Elle et son équipe, un étudiant en droit, un ingénieur et un dentiste, vont postuler au programme d'accélération de Hiil avec l'idée d'une plate-forme qui rassemblerait, visualiserait et simplifierait toutes les données sur les lois en Tunisie, à travers une bande dessinée ou un jeu. « La partie intéressante est que lorsque nous avons réfléchi à cela, nous avons réalisé que les équipes de Sidi Bouzid et Kasserine (deux villes tunisiennes plus centrales-ouest) avaient la même chose à l'esprit, ce qui renforce l’idée que le besoin est national et pas juste local », a déclaré l’étudiante en droit Norhene M'sakni.

Les autres entrepreneurs qui ont participé à l'événement font parfois déjà partie d'entreprises qui traitent indirectement de l'accès au droit. Adnen Belhaj, par exemple, travaille dans une entreprise qui s'occupe des procédures juridiques engagées lors de la création d'une startup ou d'une ONG. L’entreprise s’occupe de toute la paperasse en moins d’une semaine pour la première et deux mois pour la seconde.

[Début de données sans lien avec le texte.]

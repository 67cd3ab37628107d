use crate::api::{API_URL_ENV, DEFAULT_API_BASE_URL};
use clap::{
    builder::{
        styling::{AnsiColor, Effects, Styles},
        ValueParser,
    },
    Arg, ArgAction, ColorChoice, Command,
};

pub fn validator_log_level() -> ValueParser {
    ValueParser::from(move |level: &str| -> std::result::Result<u8, String> {
        if let Ok(parsed) = level.parse::<u8>() {
            if parsed <= 5 {
                return Ok(parsed);
            }
        }

        match level.to_lowercase().as_str() {
            "error" => Ok(0),
            "warn" => Ok(1),
            "info" => Ok(2),
            "debug" => Ok(3),
            "trace" => Ok(4),
            _ => Err("invalid log level".to_string()),
        }
    })
}

fn id_arg() -> Arg {
    Arg::new("id")
        .long("id")
        .help("User id (integers are sent as numbers)")
        .required(true)
}

fn json_arg() -> Arg {
    Arg::new("json")
        .long("json")
        .help("User object as JSON, e.g. '{\"name\": \"alice\"}'")
        .required(true)
}

fn users_command() -> Command {
    Command::new("users")
        .about("Manage users")
        .subcommand_required(true)
        .arg_required_else_help(true)
        .subcommand(
            Command::new("list")
                .about("List one page of users")
                .arg(
                    Arg::new("page-index")
                        .long("page-index")
                        .help("Zero-based page index")
                        .default_value("0")
                        .value_parser(clap::value_parser!(u32)),
                )
                .arg(
                    Arg::new("page-size")
                        .long("page-size")
                        .help("Users per page")
                        .default_value("10")
                        .value_parser(clap::value_parser!(u32).range(1..)),
                )
                .arg(
                    Arg::new("status")
                        .long("status")
                        .help("Only users with this status code"),
                )
                .arg(
                    Arg::new("sort-by")
                        .long("sort-by")
                        .help("Column to sort by"),
                )
                .arg(
                    Arg::new("descending")
                        .long("descending")
                        .help("Sort in descending order")
                        .requires("sort-by")
                        .action(ArgAction::SetTrue),
                ),
        )
        .subcommand(Command::new("get").about("Fetch a single user").arg(id_arg()))
        .subcommand(Command::new("create").about("Create a user").arg(json_arg()))
        .subcommand(
            Command::new("update")
                .about("Update a user (the JSON must carry an id)")
                .arg(json_arg()),
        )
        .subcommand(Command::new("delete").about("Delete a user").arg(id_arg()))
}

pub fn new() -> Command {
    let styles = Styles::styled()
        .header(AnsiColor::Yellow.on_default() | Effects::BOLD)
        .usage(AnsiColor::Green.on_default() | Effects::BOLD)
        .literal(AnsiColor::Blue.on_default() | Effects::BOLD)
        .placeholder(AnsiColor::Green.on_default());

    Command::new("opspilot-admin")
        .about("OpsPilot user administration")
        .version(env!("CARGO_PKG_VERSION"))
        .color(ColorChoice::Auto)
        .styles(styles)
        .subcommand_required(true)
        .arg_required_else_help(true)
        .arg(
            Arg::new("api-url")
                .long("api-url")
                .help("Base URL of the admin API")
                .default_value(DEFAULT_API_BASE_URL)
                .env(API_URL_ENV)
                .global(true),
        )
        .arg(
            Arg::new("verbosity")
                .short('v')
                .long("verbose")
                .help("Verbosity level: ERROR, WARN, INFO, DEBUG, TRACE (default: ERROR)")
                .env("OPSPILOT_LOG_LEVEL")
                .global(true)
                .action(ArgAction::Count)
                .value_parser(validator_log_level()),
        )
        .subcommand(
            Command::new("login")
                .about("Check credentials against the API")
                .arg(
                    Arg::new("name")
                        .short('n')
                        .long("name")
                        .help("User name")
                        .env("OPSPILOT_USER")
                        .required(true),
                )
                .arg(
                    Arg::new("password")
                        .short('p')
                        .long("password")
                        .help("Password")
                        .env("OPSPILOT_PASSWORD")
                        .hide_env_values(true)
                        .required(true),
                ),
        )
        .subcommand(users_command())
        .subcommand(
            Command::new("routes")
                .about("Print the route table, or where PATH resolves to")
                .arg(Arg::new("path").help("Location to resolve, e.g. /users?page=2")),
        )
}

« Nous sommes venus à l’événement chercher des idées sur la façon de numériser nos services et de trouver des sources pour les financer », a-t-il déclaré après la présentation.

« À l'échelle mondiale, l'innovation en matière de justice est un peu comme la tendance dont vous n'avez pas encore entendu parler, mais je suis sûr que nous verrons des choses géniales se passer ici en Tunisie d’ici quelques années », a déclaré Sattely. Hiil se concentre maintenant sur le Moyen-Orient et l'Afrique et mènera cette année une étude sur les besoins de la justice au Liban.